Cool, this definitely seems like a good enumeration of techniques, nice to see that they discuss stuff like kernel fission as well. Having a good understanding of loop nest optimization transformations (tiling, fission, fusion, strip mining/sinking, iteration order changes, etc) provides a good vocabulary for talking about this stuff too.
As someone who has spent 80%+ of their time CUDA programming for the past 9 years (I wrote the original GPU PyTorch tensor library, the Faiss GPU library, and several things that Nvidia took and put into cuDNN), I found the most instructive, short yet "advanced" education on the subject to be Paulius Micikevicius' various slide decks on "Peformance Optimization"; e.g.:
Do you have any career advice for someone deeply interested in breaking into high performance GPU programming? I find resources like these, and projects like OpenAIs Triton compiler or MIMD-on-GPU so incredibly interesting.

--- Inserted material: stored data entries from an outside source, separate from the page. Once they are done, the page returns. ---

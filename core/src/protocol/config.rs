//! Transfer engine configuration

/// Configuration for the outgoing transfer engine
#[derive(Debug, Clone)]
pub struct ShareConfig {
    /// How long to wait for both sides to accept after the introduction
    /// was sent (seconds)
    /// Default: 60
    pub mutual_acceptance_timeout_secs: u64,

    /// Grace period after a locally complete transfer before the connection
    /// is force-closed if the receiver never disconnects (seconds)
    /// Default: 60
    pub disconnect_delay_secs: u64,

    /// How long deferred sends wait for the transport to confirm a
    /// high-quality medium (seconds)
    /// Default: 30
    pub medium_upgrade_timeout_secs: u64,

    /// Total attachment size above which a high-quality medium is requested
    /// (bytes)
    /// Default: 1 MB
    pub high_quality_medium_threshold_bytes: u64,

    /// Minimum spacing between progress reports of one transfer
    /// (milliseconds)
    /// Default: 100
    pub min_progress_update_interval_ms: u64,
}

impl Default for ShareConfig {
    fn default() -> Self {
        Self {
            mutual_acceptance_timeout_secs: 60,
            disconnect_delay_secs: 60,
            medium_upgrade_timeout_secs: 30,
            high_quality_medium_threshold_bytes: 1024 * 1024, // 1 MB
            min_progress_update_interval_ms: 100,
        }
    }
}
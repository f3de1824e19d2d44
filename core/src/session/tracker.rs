//! Payload progress aggregation
//!
//! The transport reports raw per-payload updates on its own threads. A
//! [`PayloadUpdateQueue`] buffers them and pokes the service thread; the
//! session then drains the queue and folds each update through a
//! [`PayloadTracker`], which turns them into at most one
//! [`TransferMetadata`] each: overall progress, transfer speed, estimated
//! time remaining and terminal-state detection. Progress reports are
//! rate-limited so chatty transports do not flood the application layer.

use std::collections::{HashMap, VecDeque};
use std::sync::Arc;
use std::time::{Duration, Instant};

use tracing::{debug, warn};

use crate::network::connections::{
    Medium, PayloadId, PayloadStatus, PayloadStatusListener, PayloadTransferUpdate,
};
use crate::protocol::types::{AttachmentContainer, TransferMetadata, TransferStatus};
use crate::tasks::runner::{Clock, TaskRunner};

/// Callback posted on the service runner whenever updates are queued
pub type WakeCallback = Arc<dyn Fn() + Send + Sync>;

/// Speed is re-estimated once per window of this length.
const TRANSFER_SPEED_UPDATE_INTERVAL: Duration = Duration::from_secs(1);
/// ETA is refreshed at most this often (after the first estimate).
const ESTIMATED_TIME_REMAINING_UPDATE_INTERVAL: Duration = Duration::from_secs(3);

struct PayloadState {
    attachment_id: i64,
    total_bytes: u64,
    status: PayloadStatus,
    amount_transferred: u64,
}

/// Folds raw payload updates into aggregated transfer metadata
///
/// Transferred byte counts never decrease; a payload reaching `Success`
/// counts as fully transferred even if the transport never reported its
/// final byte total.
pub struct PayloadTracker {
    clock: Arc<dyn Clock>,
    target_id: i64,
    payload_states: HashMap<PayloadId, PayloadState>,
    total_attachments_count: u32,
    transferred_attachments_count: u32,
    total_transfer_size: u64,
    min_progress_update_interval: Duration,
    last_report_at: Option<Instant>,
    last_report_percent: i32,
    speed_window_start: Option<(Instant, u64)>,
    current_speed: f64,
    rolling_speed_sum: f64,
    rolling_speed_samples: u32,
    eta_updated_at: Option<Instant>,
    estimated_time_remaining: Option<Duration>,
}

impl PayloadTracker {
    /// Register every mapped attachment of `container`; attachments missing
    /// from `payload_map` are logged and skipped
    pub fn new(
        clock: Arc<dyn Clock>,
        target_id: i64,
        container: &AttachmentContainer,
        payload_map: &HashMap<i64, PayloadId>,
        min_progress_update_interval: Duration,
    ) -> Self {
        let mut tracker = Self {
            clock,
            target_id,
            payload_states: HashMap::new(),
            total_attachments_count: 0,
            transferred_attachments_count: 0,
            total_transfer_size: 0,
            min_progress_update_interval,
            last_report_at: None,
            last_report_percent: -1,
            speed_window_start: None,
            current_speed: 0.0,
            rolling_speed_sum: 0.0,
            rolling_speed_samples: 0,
            eta_updated_at: None,
            estimated_time_remaining: None,
        };

        for text in &container.text_attachments {
            tracker.register(text.id, text.size(), payload_map);
        }
        for file in &container.file_attachments {
            tracker.register(file.id, file.size, payload_map);
        }
        for wifi in &container.wifi_credentials_attachments {
            // credentials carry no byte size of their own
            tracker.register(wifi.id, 0, payload_map);
        }
        tracker
    }

    fn register(&mut self, attachment_id: i64, size: u64, payload_map: &HashMap<i64, PayloadId>) {
        match payload_map.get(&attachment_id) {
            Some(&payload_id) => {
                self.payload_states.insert(
                    payload_id,
                    PayloadState {
                        attachment_id,
                        total_bytes: size,
                        status: PayloadStatus::InProgress,
                        amount_transferred: 0,
                    },
                );
                self.total_attachments_count += 1;
                self.total_transfer_size += size;
            }
            None => {
                warn!(
                    attachment_id,
                    target_id = self.target_id,
                    "payload tracker: attachment has no payload, skipping"
                );
            }
        }
    }

    /// Fold one raw update; returns aggregated metadata unless the update
    /// belongs to an unknown payload or falls inside the rate limit
    pub fn consume(&mut self, update: PayloadTransferUpdate) -> Option<TransferMetadata> {
        let state = match self.payload_states.get_mut(&update.payload_id) {
            Some(state) => state,
            None => {
                debug!(
                    payload_id = update.payload_id,
                    "payload tracker: update for unknown payload"
                );
                return None;
            }
        };

        if state.status != update.status {
            debug!(
                payload_id = update.payload_id,
                attachment_id = state.attachment_id,
                status = ?update.status,
                "payload tracker: payload status changed"
            );
            state.status = update.status;
            if update.status == PayloadStatus::Success {
                state.amount_transferred = state.total_bytes;
                self.transferred_attachments_count += 1;
            }
        }
        if update.bytes_transferred > state.amount_transferred {
            state.amount_transferred = update.bytes_transferred;
        }

        self.evaluate(update.status)
    }

    fn evaluate(&mut self, triggering_status: PayloadStatus) -> Option<TransferMetadata> {
        let transferred: u64 = self
            .payload_states
            .values()
            .map(|state| state.amount_transferred)
            .sum();

        if self.is_complete() {
            let mut metadata = TransferMetadata::for_status(TransferStatus::Complete);
            metadata.progress = 100.0;
            metadata.transferred_bytes = self.total_transfer_size;
            metadata.transfer_speed = self.current_speed as u64;
            metadata.total_attachments_count = self.total_attachments_count;
            metadata.transferred_attachments_count = self.transferred_attachments_count;
            return Some(metadata);
        }
        if let Some(status) = self.terminal_failure() {
            let mut metadata = TransferMetadata::for_status(status);
            metadata.progress = self.progress_percent(transferred);
            metadata.transferred_bytes = transferred;
            metadata.total_attachments_count = self.total_attachments_count;
            metadata.transferred_attachments_count = self.transferred_attachments_count;
            return Some(metadata);
        }

        let now = self.clock.now();
        let percent = self.progress_percent(transferred);
        let within_interval = self
            .last_report_at
            .map(|at| now.duration_since(at) < self.min_progress_update_interval)
            .unwrap_or(false);
        if percent as i32 == self.last_report_percent
            && within_interval
            && triggering_status != PayloadStatus::Success
        {
            return None;
        }

        self.update_speed(now, transferred);
        self.update_estimated_time_remaining(now, transferred);
        self.last_report_at = Some(now);
        self.last_report_percent = percent as i32;

        let mut metadata = TransferMetadata::for_status(TransferStatus::InProgress);
        metadata.progress = percent;
        metadata.transferred_bytes = transferred;
        metadata.transfer_speed = self.current_speed as u64;
        metadata.estimated_time_remaining = self.estimated_time_remaining;
        metadata.total_attachments_count = self.total_attachments_count;
        metadata.transferred_attachments_count = self.transferred_attachments_count;
        Some(metadata)
    }

    fn is_complete(&self) -> bool {
        !self.payload_states.is_empty()
            && self
                .payload_states
                .values()
                .all(|state| state.status == PayloadStatus::Success)
    }

    fn terminal_failure(&self) -> Option<TransferStatus> {
        if self
            .payload_states
            .values()
            .any(|state| state.status == PayloadStatus::Canceled)
        {
            return Some(TransferStatus::Cancelled);
        }
        if self
            .payload_states
            .values()
            .any(|state| state.status == PayloadStatus::Failure)
        {
            return Some(TransferStatus::Failed);
        }
        None
    }

    fn progress_percent(&self, transferred: u64) -> f32 {
        if self.total_transfer_size == 0 {
            return 0.0;
        }
        (transferred as f64 * 100.0 / self.total_transfer_size as f64) as f32
    }

    fn update_speed(&mut self, now: Instant, transferred: u64) {
        match self.speed_window_start {
            None => {
                self.speed_window_start = Some((now, transferred));
            }
            Some((start, start_bytes))
                if now.duration_since(start) >= TRANSFER_SPEED_UPDATE_INTERVAL =>
            {
                let elapsed = now.duration_since(start).as_secs_f64();
                let speed = transferred.saturating_sub(start_bytes) as f64 / elapsed;
                self.current_speed = speed;
                self.rolling_speed_sum += speed;
                self.rolling_speed_samples += 1;
                self.speed_window_start = Some((now, transferred));
            }
            _ => {}
        }
    }

    fn update_estimated_time_remaining(&mut self, now: Instant, transferred: u64) {
        if self.rolling_speed_samples == 0 {
            return;
        }
        let due = match self.eta_updated_at {
            // first estimate as soon as the first speed window closes
            None => true,
            Some(at) => now.duration_since(at) >= ESTIMATED_TIME_REMAINING_UPDATE_INTERVAL,
        };
        if !due {
            return;
        }
        let average = self.rolling_speed_sum / self.rolling_speed_samples as f64;
        if average <= 0.0 {
            return;
        }
        let remaining = self.total_transfer_size.saturating_sub(transferred);
        self.estimated_time_remaining =
            Some(Duration::from_secs_f64(remaining as f64 / average));
        self.eta_updated_at = Some(now);
    }
}

/// Thread-safe mailbox between transport callbacks and the service thread
///
/// Pushes arrive on transport threads; each push posts the wake callback on
/// the service runner. The session drains the queue from the service
/// thread.
pub struct PayloadUpdateQueue {
    pending: VecDeque<PayloadTransferUpdate>,
    runner: Arc<dyn TaskRunner>,
    wake: WakeCallback,
}

impl PayloadUpdateQueue {
    pub fn new(runner: Arc<dyn TaskRunner>, wake: WakeCallback) -> Self {
        Self { pending: VecDeque::new(), runner, wake }
    }

    /// Take everything queued so far, in arrival order
    pub fn drain(&mut self) -> Vec<PayloadTransferUpdate> {
        self.pending.drain(..).collect()
    }

    pub fn is_empty(&self) -> bool {
        self.pending.is_empty()
    }
}

impl PayloadStatusListener for PayloadUpdateQueue {
    fn on_status_update(
        &mut self,
        update: PayloadTransferUpdate,
        upgraded_medium: Option<Medium>,
    ) {
        if let Some(medium) = upgraded_medium {
            debug!(payload_id = update.payload_id, medium = ?medium, "payload update on upgraded medium");
        }
        self.pending.push_back(update);
        let wake = self.wake.clone();
        self.runner.post(Box::new(move || wake()));
    }
}
//! Beam Core
//!
//! Sender-side engine for proximity sharing: turns radio discovery events
//! into stable share targets, walks each target through the send protocol
//! (introduction, mutual acceptance, payload streaming) and reports
//! transfer progress upward.
//!
//! This crate owns the protocol state machines; the actual radios live
//! behind the [`ConnectionsManager`](network::ConnectionsManager) trait the
//! embedding application implements.
//!
//! # Module Structure
//!
//! - `protocol/`: public surface (config, errors, events, domain types)
//! - `targets/`: discovery dedup, the discovery cache, session ownership
//! - `session/`: the per-target send state machine and progress tracking
//! - `transfer/`: payload-send gating while bandwidth upgrades settle
//! - `network/`: transport contracts and wire frames
//! - `tasks/`: deferred execution (task runner, clock, cancellable timers)
//! - `testing/`: deterministic fakes (clock, runner, transport)
//!
//! # Quick Start
//!
//! ```ignore
//! use std::sync::Arc;
//! use beam_core::{MonotonicClock, OutgoingTargetsManager, ShareConfig, TokioTaskRunner};
//!
//! let (mut manager, mut events) = OutgoingTargetsManager::new(
//!     Arc::new(MonotonicClock),
//!     Arc::new(TokioTaskRunner::new()),
//!     connections_manager,
//!     Arc::new(ShareConfig::default()),
//!     Box::new(|target| println!("discovered {}", target.device_name)),
//!     Box::new(|target| println!("updated {}", target.device_name)),
//!     Box::new(|target| println!("lost {}", target.device_name)),
//!     Arc::new(|target, update| println!("{}: {:?}", target.device_name, update.status)),
//! );
//!
//! // Radio layer reports a device
//! manager.on_share_target_discovered(target, "endpoint-1", None);
//!
//! // Drive the send
//! let session = manager.get_session_mut(target_id).unwrap();
//! session.initiate_send_attachments(container)?;
//! session.create_text_payloads();
//! session.connect(endpoint_info, None, DataUsage::Online, false, callback);
//! ```

// Public interface
pub mod protocol;

// Protocol state machines
pub mod session;
pub mod targets;
pub mod transfer;

// Infrastructure modules
pub mod network;
pub mod tasks;
pub mod testing;

// Re-export main API types for convenience
pub use protocol::{
    AttachmentContainer,
    DataUsage,
    DecryptedCertificate,
    DeviceType,
    FileAttachment,
    FileInfo,
    KeyVerificationResult,
    OsType,
    ServiceEvent,
    SessionError,
    ShareConfig,
    ShareTarget,
    ShareTargetCallback,
    TextAttachment,
    TextKind,
    TransferMetadata,
    TransferStatus,
    TransferUpdateCallback,
    TransportType,
    WifiCredentialsAttachment,
    WifiSecurityType,
};
pub use session::{OutgoingShareSession, PayloadTracker, PayloadUpdateQueue};
pub use targets::OutgoingTargetsManager;
pub use tasks::{CancellableTimer, Clock, MonotonicClock, TaskRunner, TokioTaskRunner};
pub use transfer::TransferManager;
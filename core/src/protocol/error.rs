//! Session errors
//!
//! Caller-misuse conditions surface as [`SessionError`]; transport and
//! protocol failures are not errors at this boundary, they become terminal
//! transfer statuses instead.

/// Errors returned by outgoing share session operations
#[derive(Debug, Clone, PartialEq, Eq)]
pub enum SessionError {
    /// Attachments were already staged for this session
    AlreadyInitiated,
    /// The session has no connection to the target
    NotConnected,
    /// Nothing is staged to send
    NoAttachments,
    /// Payloads have not been created for all staged attachments
    PayloadsNotCreated,
    /// File info list does not line up with the staged file attachments
    FileInfoMismatch,
    /// The introduction frame has not been sent yet
    IntroductionNotSent,
}

impl std::fmt::Display for SessionError {
    fn fmt(&self, f: &mut std::fmt::Formatter<'_>) -> std::fmt::Result {
        match self {
            SessionError::AlreadyInitiated => {
                write!(f, "attachments already staged for this session")
            }
            SessionError::NotConnected => write!(f, "no connection to the target"),
            SessionError::NoAttachments => write!(f, "no attachments staged"),
            SessionError::PayloadsNotCreated => {
                write!(f, "payloads have not been created for all attachments")
            }
            SessionError::FileInfoMismatch => {
                write!(f, "file info count does not match file attachments")
            }
            SessionError::IntroductionNotSent => {
                write!(f, "introduction has not been sent")
            }
        }
    }
}

impl std::error::Error for SessionError {}
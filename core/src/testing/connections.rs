//! In-process transport fakes
//!
//! [`FakeConnectionsManager`] records every operation a session performs and
//! lets tests script the other side: resolving connect attempts, delivering
//! frames and pushing payload updates into registered listeners.

use std::collections::{HashMap, VecDeque};
use std::sync::atomic::{AtomicBool, Ordering};
use std::sync::{Arc, Mutex};

use crate::network::connections::{
    ConnectCallback, Connection, ConnectionStatus, ConnectionsManager, Medium, Payload, PayloadId,
    PayloadTransferUpdate, SharedPayloadListener,
};
use crate::network::frames::Frame;
use crate::protocol::types::{DataUsage, TransportType};

type ReadCallback = Box<dyn FnOnce(Option<Frame>) + Send>;

/// Scriptable connection: records writes, queues reads for the test to
/// answer
#[derive(Default)]
pub struct FakeConnection {
    written: Mutex<Vec<Vec<u8>>>,
    pending_reads: Mutex<VecDeque<ReadCallback>>,
    closed: AtomicBool,
}

impl FakeConnection {
    pub fn new() -> Arc<Self> {
        Arc::new(Self::default())
    }

    /// Frames written so far, decoded
    pub fn written_frames(&self) -> Vec<Frame> {
        self.written
            .lock()
            .unwrap()
            .iter()
            .filter_map(|bytes| Frame::decode(bytes).ok())
            .collect()
    }

    /// Answer the oldest pending read; false if nothing is waiting
    pub fn deliver_frame(&self, frame: Option<Frame>) -> bool {
        let callback = self.pending_reads.lock().unwrap().pop_front();
        match callback {
            Some(callback) => {
                callback(frame);
                true
            }
            None => false,
        }
    }

    pub fn pending_read_count(&self) -> usize {
        self.pending_reads.lock().unwrap().len()
    }

    pub fn is_closed(&self) -> bool {
        self.closed.load(Ordering::SeqCst)
    }
}

impl Connection for FakeConnection {
    fn write(&self, bytes: Vec<u8>) {
        self.written.lock().unwrap().push(bytes);
    }

    fn read_frame(&self, callback: Box<dyn FnOnce(Option<Frame>) + Send>) {
        self.pending_reads.lock().unwrap().push_back(callback);
    }

    fn close(&self) {
        self.closed.store(true, Ordering::SeqCst);
    }
}

/// Recorded metadata of one connect attempt
#[derive(Debug, Clone)]
pub struct ConnectRequest {
    pub endpoint_id: String,
    pub endpoint_info: Vec<u8>,
    pub bluetooth_mac_address: Option<Vec<u8>>,
    pub data_usage: DataUsage,
    pub transport_type: TransportType,
}

#[derive(Default)]
struct ManagerState {
    connect_requests: Vec<ConnectRequest>,
    pending_connects: HashMap<String, ConnectCallback>,
    sent_payloads: Vec<(String, Payload)>,
    listeners: HashMap<PayloadId, SharedPayloadListener>,
    cancelled_payloads: Vec<PayloadId>,
    disconnected_endpoints: Vec<String>,
    upgraded_endpoints: Vec<String>,
    raw_tokens: HashMap<String, Vec<u8>>,
}

/// Scriptable connections manager
#[derive(Default)]
pub struct FakeConnectionsManager {
    state: Mutex<ManagerState>,
}

impl FakeConnectionsManager {
    pub fn new() -> Arc<Self> {
        Arc::new(Self::default())
    }

    /// Script the raw authentication token for an endpoint
    pub fn set_raw_authentication_token(&self, endpoint_id: &str, token: Vec<u8>) {
        self.state
            .lock()
            .unwrap()
            .raw_tokens
            .insert(endpoint_id.to_string(), token);
    }

    pub fn connect_requests(&self) -> Vec<ConnectRequest> {
        self.state.lock().unwrap().connect_requests.clone()
    }

    /// Resolve the pending connect attempt for `endpoint_id`; false if no
    /// attempt is pending
    pub fn resolve_connect(
        &self,
        endpoint_id: &str,
        connection: Option<Arc<dyn Connection>>,
        status: ConnectionStatus,
    ) -> bool {
        let callback = self
            .state
            .lock()
            .unwrap()
            .pending_connects
            .remove(endpoint_id);
        match callback {
            Some(callback) => {
                callback(connection, status);
                true
            }
            None => false,
        }
    }

    /// Payloads sent to `endpoint_id`, in send order
    pub fn sent_payloads(&self, endpoint_id: &str) -> Vec<Payload> {
        self.state
            .lock()
            .unwrap()
            .sent_payloads
            .iter()
            .filter(|(endpoint, _)| endpoint == endpoint_id)
            .map(|(_, payload)| payload.clone())
            .collect()
    }

    /// Push a raw payload update into the listener registered for it; false
    /// if no listener is registered
    pub fn push_payload_update(
        &self,
        update: PayloadTransferUpdate,
        upgraded_medium: Option<Medium>,
    ) -> bool {
        let listener = self
            .state
            .lock()
            .unwrap()
            .listeners
            .get(&update.payload_id)
            .cloned();
        match listener {
            Some(listener) => {
                listener.lock().unwrap().on_status_update(update, upgraded_medium);
                true
            }
            None => false,
        }
    }

    pub fn cancelled_payloads(&self) -> Vec<PayloadId> {
        self.state.lock().unwrap().cancelled_payloads.clone()
    }

    pub fn disconnected_endpoints(&self) -> Vec<String> {
        self.state.lock().unwrap().disconnected_endpoints.clone()
    }

    pub fn upgraded_endpoints(&self) -> Vec<String> {
        self.state.lock().unwrap().upgraded_endpoints.clone()
    }
}

impl ConnectionsManager for FakeConnectionsManager {
    fn connect(
        &self,
        endpoint_info: Vec<u8>,
        endpoint_id: &str,
        bluetooth_mac_address: Option<Vec<u8>>,
        data_usage: DataUsage,
        transport_type: TransportType,
        callback: ConnectCallback,
    ) {
        let mut state = self.state.lock().unwrap();
        state.connect_requests.push(ConnectRequest {
            endpoint_id: endpoint_id.to_string(),
            endpoint_info,
            bluetooth_mac_address,
            data_usage,
            transport_type,
        });
        state.pending_connects.insert(endpoint_id.to_string(), callback);
    }

    fn disconnect(&self, endpoint_id: &str) {
        self.state
            .lock()
            .unwrap()
            .disconnected_endpoints
            .push(endpoint_id.to_string());
    }

    fn send(&self, endpoint_id: &str, payload: Payload, listener: Option<SharedPayloadListener>) {
        let mut state = self.state.lock().unwrap();
        if let Some(listener) = listener {
            state.listeners.insert(payload.id, listener);
        }
        state.sent_payloads.push((endpoint_id.to_string(), payload));
    }

    fn cancel(&self, payload_id: PayloadId) {
        self.state.lock().unwrap().cancelled_payloads.push(payload_id);
    }

    fn register_payload_status_listener(
        &self,
        payload_id: PayloadId,
        listener: SharedPayloadListener,
    ) {
        self.state.lock().unwrap().listeners.insert(payload_id, listener);
    }

    fn upgrade_bandwidth(&self, endpoint_id: &str) {
        self.state
            .lock()
            .unwrap()
            .upgraded_endpoints
            .push(endpoint_id.to_string());
    }

    fn raw_authentication_token(&self, endpoint_id: &str) -> Option<Vec<u8>> {
        self.state.lock().unwrap().raw_tokens.get(endpoint_id).cloned()
    }
}
//! Transport contracts and wire frames
//!
//! Contains:
//! - Connections: the traits the radio/transport layer implements
//!   (connecting, sending payloads, payload status callbacks)
//! - Frames: the introduction/response/cancel records exchanged with the
//!   receiving device, and their codec

pub mod connections;
pub mod frames;

// Re-export commonly used items
pub use connections::{
    ConnectCallback, Connection, ConnectionStatus, ConnectionsManager, Medium, Payload,
    PayloadContent, PayloadId, PayloadStatus, PayloadStatusListener, PayloadTransferUpdate,
    SharedPayloadListener,
};
pub use frames::{
    ConnectionResponseFrame, DecodeError, Frame, IntroductionFrame, ResponseStatus,
    WifiCredentials,
};
//! Payload transmission gating
//!
//! Holds payload sends back while a bandwidth upgrade is settling, then
//! releases them in order.

pub mod manager;

pub use manager::TransferManager;
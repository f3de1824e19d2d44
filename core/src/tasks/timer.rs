//! Race-safe one-shot timer
//!
//! A [`CancellableTimer`] posts its task on a [`TaskRunner`] and guards it
//! with a shared three-state atomic. Fire and cancel race by claiming the
//! armed state with a compare-exchange; exactly one side wins, and the task
//! closure is dropped unrun on the losing path. Dropping the timer cancels
//! it.

use std::sync::atomic::{AtomicU8, Ordering};
use std::sync::Arc;
use std::time::Duration;

use tracing::warn;

use crate::tasks::runner::{Task, TaskRunner};

const ARMED: u8 = 0;
const FIRED: u8 = 1;
const CANCELLED: u8 = 2;

/// One-shot timer whose task runs at most once
pub struct CancellableTimer {
    state: Arc<AtomicU8>,
}

impl CancellableTimer {
    /// Schedule `task` to run after `delay` on `runner`.
    ///
    /// If the runner refuses the post (shutting down), the timer starts in
    /// the cancelled state and the task never runs.
    pub fn new(runner: &dyn TaskRunner, name: &str, delay: Duration, task: Task) -> Self {
        let state = Arc::new(AtomicU8::new(ARMED));
        let guard = state.clone();
        let posted = runner.post_delayed(
            delay,
            Box::new(move || {
                if guard
                    .compare_exchange(ARMED, FIRED, Ordering::AcqRel, Ordering::Acquire)
                    .is_ok()
                {
                    task();
                }
                // cancel won: the closure drops `task` unrun
            }),
        );
        if !posted {
            state.store(CANCELLED, Ordering::Release);
            warn!(timer = name, "timer: runner refused post, timer starts cancelled");
        }
        Self { state }
    }

    /// Prevent the task from running if it has not fired yet.
    ///
    /// Returns true if the timer was still armed and the task will now never
    /// run; false if the task already ran or the timer was cancelled before.
    pub fn cancel(&self) -> bool {
        self.state
            .compare_exchange(ARMED, CANCELLED, Ordering::AcqRel, Ordering::Acquire)
            .is_ok()
    }

    /// Whether the timer is still armed (not fired, not cancelled)
    pub fn is_running(&self) -> bool {
        self.state.load(Ordering::Acquire) == ARMED
    }
}

impl Drop for CancellableTimer {
    fn drop(&mut self) {
        self.cancel();
    }
}

#[cfg(test)]
mod tests {
    use super::*;
    use crate::testing::runner::FakeTaskRunner;
    use std::sync::atomic::AtomicU32;

    #[test]
    fn test_fires_after_delay() {
        let runner = FakeTaskRunner::new();
        let runs = Arc::new(AtomicU32::new(0));

        let counter = runs.clone();
        let timer = CancellableTimer::new(
            &runner,
            "fire",
            Duration::from_secs(2),
            Box::new(move || {
                counter.fetch_add(1, Ordering::SeqCst);
            }),
        );

        assert!(timer.is_running());
        runner.fast_forward(Duration::from_secs(1));
        assert_eq!(runs.load(Ordering::SeqCst), 0);
        assert!(timer.is_running());

        runner.fast_forward(Duration::from_secs(1));
        assert_eq!(runs.load(Ordering::SeqCst), 1);
        assert!(!timer.is_running());
    }

    #[test]
    fn test_cancel_before_fire() {
        let runner = FakeTaskRunner::new();
        let runs = Arc::new(AtomicU32::new(0));

        let counter = runs.clone();
        let timer = CancellableTimer::new(
            &runner,
            "cancel",
            Duration::from_secs(2),
            Box::new(move || {
                counter.fetch_add(1, Ordering::SeqCst);
            }),
        );

        assert!(timer.cancel());
        assert!(!timer.is_running());

        runner.fast_forward(Duration::from_secs(5));
        assert_eq!(runs.load(Ordering::SeqCst), 0);
    }

    #[test]
    fn test_cancel_after_fire_is_noop() {
        let runner = FakeTaskRunner::new();
        let runs = Arc::new(AtomicU32::new(0));

        let counter = runs.clone();
        let timer = CancellableTimer::new(
            &runner,
            "late-cancel",
            Duration::from_secs(1),
            Box::new(move || {
                counter.fetch_add(1, Ordering::SeqCst);
            }),
        );

        runner.fast_forward(Duration::from_secs(1));
        assert_eq!(runs.load(Ordering::SeqCst), 1);

        assert!(!timer.cancel());
        assert_eq!(runs.load(Ordering::SeqCst), 1);
    }

    #[test]
    fn test_cancel_twice_second_is_noop() {
        let runner = FakeTaskRunner::new();
        let timer = CancellableTimer::new(&runner, "twice", Duration::from_secs(1), Box::new(|| {}));
        assert!(timer.cancel());
        assert!(!timer.cancel());
    }

    #[test]
    fn test_drop_cancels() {
        let runner = FakeTaskRunner::new();
        let runs = Arc::new(AtomicU32::new(0));

        let counter = runs.clone();
        let timer = CancellableTimer::new(
            &runner,
            "drop",
            Duration::from_secs(1),
            Box::new(move || {
                counter.fetch_add(1, Ordering::SeqCst);
            }),
        );
        drop(timer);

        runner.fast_forward(Duration::from_secs(5));
        assert_eq!(runs.load(Ordering::SeqCst), 0);
    }

    #[test]
    fn test_refused_post_starts_cancelled() {
        let runner = FakeTaskRunner::new();
        runner.shutdown();

        let timer = CancellableTimer::new(
            &runner,
            "refused",
            Duration::from_secs(1),
            Box::new(|| panic!("must not run")),
        );
        assert!(!timer.is_running());
        assert!(!timer.cancel());
    }

    // Races a cancelling thread against the firing runner; every round must
    // end with exactly one of {task ran, cancel won}.
    #[test]
    fn test_exactly_once_under_racing_cancel() {
        for round in 0..200u32 {
            let runner = FakeTaskRunner::new();
            let runs = Arc::new(AtomicU32::new(0));

            let counter = runs.clone();
            let timer = Arc::new(CancellableTimer::new(
                &runner,
                "race",
                Duration::from_millis(1),
                Box::new(move || {
                    counter.fetch_add(1, Ordering::SeqCst);
                }),
            ));

            let contender = timer.clone();
            let canceller = std::thread::spawn(move || {
                for _ in 0..(round % 7) {
                    std::thread::yield_now();
                }
                contender.cancel()
            });

            runner.fast_forward(Duration::from_millis(1));
            let cancel_won = canceller.join().unwrap();
            let ran = runs.load(Ordering::SeqCst);

            assert!(ran <= 1);
            assert_eq!(
                cancel_won, ran == 0,
                "round {}: cancel_won={} but task ran {} times",
                round, cancel_won, ran
            );
            assert!(!timer.is_running());
        }
    }
}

But I have no idea who employs those skills! Beyond scientific HPC groups or ML research teams anyway - I doubt they’d accept someone without a PhD.
My current gameplan is getting through “Professional CUDA C programming” and various computer architecture textbooks, and seeing if that’s enough.
Given that CUDA main focus is C++ since CUDA 3.0, ignoring the other PTX sources for now, not sure if that 2014 book is the right approach to learn CUDA.
Can you elaborate a bit on how C++ affects the programming model? Isn't CUDA just a variant of C? I presume it is not the goal to run standard C++? Also as I understand it PTX is an IR so not sure why C/C++ can be compared?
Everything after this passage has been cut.